AIM OF THE TASK: Only the lines with "数据类型" in them need to be copied from the listing.

SUPPLIED INFORMATION:
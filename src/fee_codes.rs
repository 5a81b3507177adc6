//! Catalog of tertiary fee codes used by the reporting template.

pub const UNKNOWN_CATEGORY: &str = "未知类别";

const CATALOG: [(&str, &str); 38] = [
    // 1.1 service contracts
    ("1.1.1", "人工服务"),
    ("1.1.2", "维护服务"),
    ("1.1.3", "检测服务"),
    // 1.2 outsourced operations
    ("1.2.1", "外观类"),
    ("1.2.2", "保洁类"),
    ("1.2.3", "绿化类"),
    ("1.2.4", "消防类"),
    ("1.2.5", "安防类"),
    ("1.2.6", "工程类"),
    // 1.3 repairs and rectification
    ("1.3.1", "土建维修整改"),
    ("1.3.2", "电梯维修整改"),
    ("1.3.3", "消防维修整改"),
    ("1.3.4", "电气维修整改"),
    ("1.3.5", "暖通维修整改"),
    ("1.3.6", "弱电维修整改"),
    ("1.3.7", "给排水维修整改"),
    ("1.3.8", "景观维修整改"),
    ("1.3.9", "休闲设施整改"),
    ("1.3.10", "其他维修整改"),
    // 1.4 public utilities
    ("1.4.1", "公共水费及相关费"),
    ("1.4.2", "公共电费"),
    ("1.4.3", "公共燃气费"),
    ("1.4.4", "公共采暖费"),
    ("1.4.5", "公共其他能源费"),
    // 1.5 office
    ("1.5.1", "打印机租赁"),
    ("1.5.2", "办公耗材-合计"),
    ("1.5.3", "房租"),
    ("1.5.4", "物管能源费"),
    ("1.5.5", "网费"),
    ("1.5.6", "通讯费"),
    ("1.5.7", "差旅费"),
    ("1.5.8", "交通费"),
    ("1.5.9", "业务招待费"),
    // 1.6 opening and setup
    ("1.6.1", "开办物资购买"),
    ("1.6.2", "物业用房装修"),
    ("1.6.3", "物业用房开荒保洁"),
    ("1.6.4", "前期承诺整改"),
    ("1.6.5", "项目拓展费用"),
];

/// Category name for a tertiary fee code, or [`UNKNOWN_CATEGORY`].
pub fn category_name(code: &str) -> &'static str {
    CATALOG
        .iter()
        .find(|(c, _)| *c == code)
        .map(|(_, name)| *name)
        .unwrap_or(UNKNOWN_CATEGORY)
}

pub fn known_codes() -> impl Iterator<Item = &'static str> {
    CATALOG.iter().map(|(code, _)| *code)
}

/// True for a three-segment, all-digit code such as `1.3.10`.
pub fn is_fee_code(text: &str) -> bool {
    let segments: Vec<&str> = text.split('.').collect();
    segments.len() == 3
        && segments
            .iter()
            .all(|s| !s.is_empty() && s.chars().all(|c| c.is_ascii_digit()))
}
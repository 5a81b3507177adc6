//! # Project Cost Tracker
//!
//! A library for turning monthly project cost-tracking workbooks into usage
//! metrics, budget-overrun anomalies and cross-project summaries.
//!
//! ## Core Concepts
//!
//! - **Primary table**: total-cost rows plus secondary fee items, each with a
//!   monthly target row (`目标金额`) and a monthly actual row (`已发生金额`)
//! - **Tertiary table**: four-row blocks keyed by a `d.d.d` fee code
//! - **Anomalies**: red when the cumulative actual passes the full-year target,
//!   yellow when it passes the month's own cumulative target
//! - **Batch**: one workbook per project; a broken workbook is reported and
//!   the remaining projects are still analyzed
//!
//! ## Example
//!
//! ```rust,ignore
//! use project_cost_tracker::*;
//!
//! let config = AnalysisConfig {
//!     selected_month: 6,
//!     include_self_owned_labor: false,
//!     ..AnalysisConfig::default()
//! };
//!
//! let report = analyze_directory("data", &config).unwrap();
//! for (project, result) in &report.results {
//!     println!("{}: {}% used, {}% of the year elapsed", project, result.year_usage, result.time_progress);
//! }
//! for failure in &report.failures {
//!     eprintln!("{}: {}", failure.project, failure.error);
//! }
//!
//! let ranking = report.ranking(6);
//! let combined = report.combined().unwrap();
//! ```

pub mod aggregate;
pub mod anomaly;
pub mod error;
pub mod fee_codes;
pub mod ingestion;
pub mod matcher;
pub mod primary;
pub mod ranking;
pub mod schema;
pub mod tertiary;
pub mod utils;

pub use aggregate::{
    client_download_table, kpi_table, merge_project_data, merge_tables, monthly_fee_summary,
    DownloadRow, DownloadRowKind, KpiRow, MonthlyFeePoint, MonthlyFeeSummary,
};
pub use error::{CostTrackerError, Result};
pub use fee_codes::{category_name, is_fee_code, UNKNOWN_CATEGORY};
pub use ingestion::{extract_tables, list_workbooks, project_name_from_path, Sheet, TableExtractor, Workbook};
pub use matcher::{LabelPattern, PrimaryRole, RowMatcher, RowRule, TertiaryRole};
pub use primary::{PrimaryLayout, PrimaryProcessor};
pub use ranking::{collect_anomalies, rank_anomalies, AnomalyLevel, AnomalyRanking, ProjectAnomaly, RankingEntry};
pub use schema::*;
pub use tertiary::TertiaryProcessor;
pub use utils::{coerce, month_label, time_progress};

use log::{debug, info, warn};
use serde::{Deserialize, Serialize};
use std::collections::BTreeMap;
use std::path::{Path, PathBuf};

/// One project's result together with the tables it was computed from.
#[derive(Debug, Clone, PartialEq)]
pub struct ProjectAnalysis {
    pub result: ProjectResult,
    pub primary_table: RawTable,
    pub tertiary_table: RawTable,
}

/// A project that could not be analyzed.
#[derive(Debug, Clone, PartialEq, Serialize, Deserialize)]
pub struct ProjectFailure {
    pub project: String,
    pub error: String,
}

/// Outcome of a batch: every project that loaded, plus the ones that did not.
#[derive(Debug, Clone)]
pub struct BatchReport {
    pub selected_month: u32,
    pub results: BTreeMap<String, ProjectResult>,
    pub primary_tables: BTreeMap<String, RawTable>,
    pub tertiary_tables: BTreeMap<String, RawTable>,
    pub failures: Vec<ProjectFailure>,
    processor: PrimaryProcessor,
}

impl BatchReport {
    fn new(selected_month: u32, processor: PrimaryProcessor) -> Self {
        Self {
            selected_month,
            results: BTreeMap::new(),
            primary_tables: BTreeMap::new(),
            tertiary_tables: BTreeMap::new(),
            failures: Vec::new(),
            processor,
        }
    }

    pub fn is_empty(&self) -> bool {
        self.results.is_empty()
    }

    /// Merged result over all loaded projects; `None` unless more than one
    /// project loaded.
    pub fn combined(&self) -> Result<Option<CombinedResult>> {
        if self.primary_tables.len() < 2 {
            return Ok(None);
        }
        merge_project_data(&self.primary_tables, self.selected_month, &self.processor).map(Some)
    }

    pub fn monthly_fee_summary(&self) -> MonthlyFeeSummary {
        monthly_fee_summary(&self.primary_tables, self.processor.matcher())
    }

    pub fn client_download_table(&self) -> Vec<DownloadRow> {
        client_download_table(&self.primary_tables, self.processor.matcher())
    }

    pub fn kpi_table(&self) -> Vec<KpiRow> {
        kpi_table(&self.results)
    }

    pub fn ranking(&self, cutoff_month: u32) -> AnomalyRanking {
        rank_anomalies(&self.results, cutoff_month)
    }

    pub fn anomalies(&self, cutoff_month: u32, level: AnomalyLevel) -> Vec<ProjectAnomaly> {
        collect_anomalies(&self.results, cutoff_month, level)
    }
}

#[derive(Debug, Clone)]
pub struct CostAnalyzer {
    config: AnalysisConfig,
    extractor: TableExtractor,
    primary: PrimaryProcessor,
    tertiary: TertiaryProcessor,
}

impl CostAnalyzer {
    pub fn new(config: AnalysisConfig) -> Result<Self> {
        config.validate()?;
        Ok(Self {
            extractor: TableExtractor::from_config(&config),
            primary: PrimaryProcessor::from_config(&config),
            tertiary: TertiaryProcessor::new(),
            config,
        })
    }

    pub fn config(&self) -> &AnalysisConfig {
        &self.config
    }

    pub fn with_primary_matcher(mut self, matcher: RowMatcher<PrimaryRole>) -> Self {
        self.primary = self.primary.with_matcher(matcher);
        self
    }

    pub fn with_tertiary_matcher(mut self, matcher: RowMatcher<TertiaryRole>) -> Self {
        self.tertiary = TertiaryProcessor::with_matcher(matcher);
        self
    }

    pub fn analyze_tables(&self, primary: &RawTable, tertiary: &RawTable) -> Result<ProjectResult> {
        let month = self.config.selected_month;
        let mut result = self.primary.process(primary, month)?;
        result.attach_tertiary(self.tertiary.process(tertiary, month)?);
        Ok(result)
    }

    pub fn analyze_workbook(&self, workbook: &Workbook) -> Result<ProjectAnalysis> {
        let (primary_table, tertiary_table) = self.extractor.extract(workbook, self.config.labor_mode())?;
        let result = self.analyze_tables(&primary_table, &tertiary_table)?;
        Ok(ProjectAnalysis {
            result,
            primary_table,
            tertiary_table,
        })
    }

    /// Analyzes every named workbook. Failures are collected, never fatal.
    pub fn analyze_batch<I>(&self, workbooks: I) -> BatchReport
    where
        I: IntoIterator<Item = (String, Workbook)>,
    {
        let mut report = self.empty_report();
        for (project, workbook) in workbooks {
            let outcome = self.analyze_workbook(&workbook);
            record(&mut report, project, outcome);
        }
        finish(&report);
        report
    }

    /// Opens and analyzes each file, naming projects after the file stem.
    pub fn analyze_paths(&self, paths: &[PathBuf]) -> BatchReport {
        let mut report = self.empty_report();
        for path in paths {
            let project = project_name_from_path(path);
            debug!("Loading project '{}' from {}", project, path.display());
            let outcome = Workbook::open(path).and_then(|wb| self.analyze_workbook(&wb));
            record(&mut report, project, outcome);
        }
        finish(&report);
        report
    }

    pub fn analyze_directory(&self, dir: impl AsRef<Path>) -> Result<BatchReport> {
        let dir = dir.as_ref();
        let paths = list_workbooks(dir)?;
        if paths.is_empty() {
            return Err(CostTrackerError::EmptyInput(format!(
                "no workbooks found in {}",
                dir.display()
            )));
        }
        Ok(self.analyze_paths(&paths))
    }

    fn empty_report(&self) -> BatchReport {
        BatchReport::new(self.config.selected_month, self.primary.clone())
    }
}

fn record(report: &mut BatchReport, project: String, outcome: Result<ProjectAnalysis>) {
    match outcome {
        Ok(analysis) => {
            if report.results.contains_key(&project) {
                warn!("Project '{}' appears twice; keeping the later workbook", project);
            }
            debug!(
                "Project '{}': {} fee items, {} + {} anomalies",
                project,
                analysis.result.fee_items.len(),
                analysis.result.exceptions.len(),
                analysis.result.tertiary_exceptions.len()
            );
            report.primary_tables.insert(project.clone(), analysis.primary_table);
            report.tertiary_tables.insert(project.clone(), analysis.tertiary_table);
            report.results.insert(project, analysis.result);
        }
        Err(e) => {
            warn!("Skipping project '{}': {}", project, e);
            report.failures.push(ProjectFailure {
                project,
                error: e.to_string(),
            });
        }
    }
}

fn finish(report: &BatchReport) {
    info!(
        "Analyzed {} projects for month {} ({} failed)",
        report.results.len(),
        report.selected_month,
        report.failures.len()
    );
}

pub fn analyze_project(primary: &RawTable, tertiary: &RawTable, config: &AnalysisConfig) -> Result<ProjectResult> {
    CostAnalyzer::new(config.clone())?.analyze_tables(primary, tertiary)
}

pub fn analyze_directory(dir: impl AsRef<Path>, config: &AnalysisConfig) -> Result<BatchReport> {
    CostAnalyzer::new(config.clone())?.analyze_directory(dir)
}

#[cfg(test)]
mod tests {
    use super::*;
    use crate::ingestion::{PRIMARY_SHEET_WITHOUT_LABOR, PRIMARY_SHEET_WITH_LABOR, TERTIARY_SHEETS};

    fn row(first: &str, second: &str, values: &[f64]) -> Vec<CellValue> {
        let mut cells = vec![CellValue::from(first), CellValue::from(second)];
        cells.extend(values.iter().map(|v| CellValue::Number(*v)));
        cells
    }

    fn header() -> Vec<CellValue> {
        vec![CellValue::from("费项"), CellValue::from("数据类型")]
    }

    fn primary_rows(scale: f64) -> Vec<Vec<CellValue>> {
        let target: Vec<f64> = (1..=12).map(|m| m as f64 * 1000.0 * scale).collect();
        let actual: Vec<f64> = (1..=12).map(|m| m as f64 * 800.0 * scale).collect();
        vec![
            header(),
            row("总成本", "月累总目标成本", &target),
            row("总成本", "月累已发生成本", &actual),
            row("保洁", "目标金额", &[100.0 * scale; 12]),
            row("保洁", "已发生金额", &[150.0 * scale; 12]),
        ]
    }

    fn tertiary_rows() -> Vec<Vec<CellValue>> {
        vec![
            vec![CellValue::from("编码"), CellValue::from("数据类型")],
            row("1.1.1", "目标金额", &[0.0; 12]),
            row("1.1.1", "已发生金额", &[5.0; 12]),
            row("1.1.1", "目标金额累计", &[0.0; 12]),
            row("1.1.1", "累计已发生金额", &[5.0; 12]),
        ]
    }

    fn workbook(primary_sheet: &str, scale: f64) -> Workbook {
        Workbook::new(vec![
            Sheet::new(primary_sheet, primary_rows(scale)),
            Sheet::new(TERTIARY_SHEETS[0], tertiary_rows()),
        ])
    }

    #[test]
    fn test_analyze_workbook_end_to_end() {
        let analyzer = CostAnalyzer::new(AnalysisConfig::for_month(6)).unwrap();
        let analysis = analyzer
            .analyze_workbook(&workbook(PRIMARY_SHEET_WITHOUT_LABOR, 1.0))
            .unwrap();
        let result = &analysis.result;

        assert_eq!(result.selected_month, 6);
        assert_eq!(result.cum_target[5], 6000.0);
        assert_eq!(result.month_usage, 80.0);
        assert_eq!(result.year_usage, 40.0);
        assert_eq!(result.year_cum_target_wy, 1.2);
        assert_eq!(result.time_progress, 50.0);

        assert_eq!(result.fee_items.len(), 1);
        assert_eq!(result.exceptions.len(), 6);
        assert!(result
            .exceptions
            .iter()
            .all(|e| e.exception_type == ExceptionType::Yellow));

        assert_eq!(result.tertiary_fee_items.len(), 1);
        assert_eq!(result.tertiary_exceptions.len(), 6);
        assert_eq!(result.tertiary_exceptions[0].exception_type, ExceptionType::Red);
        assert_eq!(analysis.primary_table.row_count(), 4);
    }

    #[test]
    fn test_labor_mode_selects_sheet() {
        let wb = Workbook::new(vec![
            Sheet::new(PRIMARY_SHEET_WITH_LABOR, primary_rows(2.0)),
            Sheet::new(PRIMARY_SHEET_WITHOUT_LABOR, primary_rows(1.0)),
            Sheet::new(TERTIARY_SHEETS[1], tertiary_rows()),
        ]);

        let with_labor = CostAnalyzer::new(AnalysisConfig {
            include_self_owned_labor: true,
            ..AnalysisConfig::default()
        })
        .unwrap();
        let without_labor = CostAnalyzer::new(AnalysisConfig::default()).unwrap();

        let a = with_labor.analyze_workbook(&wb).unwrap();
        let b = without_labor.analyze_workbook(&wb).unwrap();
        assert_eq!(a.primary_table.name, PRIMARY_SHEET_WITH_LABOR);
        assert_eq!(a.result.cum_target[11], 2.0 * b.result.cum_target[11]);
    }

    #[test]
    fn test_batch_partial_success() {
        let analyzer = CostAnalyzer::new(AnalysisConfig::for_month(3)).unwrap();
        let broken = Workbook::new(vec![Sheet::new("汇总", vec![header()])]);
        let report = analyzer.analyze_batch(vec![
            ("B".to_string(), workbook(PRIMARY_SHEET_WITHOUT_LABOR, 2.0)),
            ("broken".to_string(), broken),
            ("A".to_string(), workbook("主要费项", 1.0)),
        ]);

        assert_eq!(report.results.len(), 2);
        assert_eq!(report.failures.len(), 1);
        assert_eq!(report.failures[0].project, "broken");
        assert!(report.failures[0].error.contains("汇总"));

        let combined = report.combined().unwrap().unwrap();
        assert_eq!(combined.merged_projects, vec!["A", "B"]);
        assert_eq!(combined.result.cum_target[2], 9000.0);

        let kpis = report.kpi_table();
        assert_eq!(kpis[0].project, "A");
        assert_eq!(report.client_download_table().len(), 12);
        assert_eq!(report.monthly_fee_summary().points[0].target, 300.0);

        let ranking = report.ranking(3);
        assert_eq!(ranking.combined[0].total, 6);
        assert_eq!(report.anomalies(3, AnomalyLevel::Tertiary).len(), 6);
    }

    #[test]
    fn test_single_project_has_no_combined_result() {
        let analyzer = CostAnalyzer::new(AnalysisConfig::default()).unwrap();
        let report = analyzer.analyze_batch(vec![(
            "A".to_string(),
            workbook(PRIMARY_SHEET_WITHOUT_LABOR, 1.0),
        )]);
        assert!(report.combined().unwrap().is_none());
        assert!(!report.is_empty());
    }

    #[test]
    fn test_invalid_config_is_rejected() {
        assert!(matches!(
            CostAnalyzer::new(AnalysisConfig::for_month(0)),
            Err(CostTrackerError::InvalidMonth(0))
        ));
    }
}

COMPLETED TASK:
        vec![CellValue::from("费项"), CellValue::from("数据类型")]
            vec![CellValue::from("编码"), CellValue::from("数据类型")],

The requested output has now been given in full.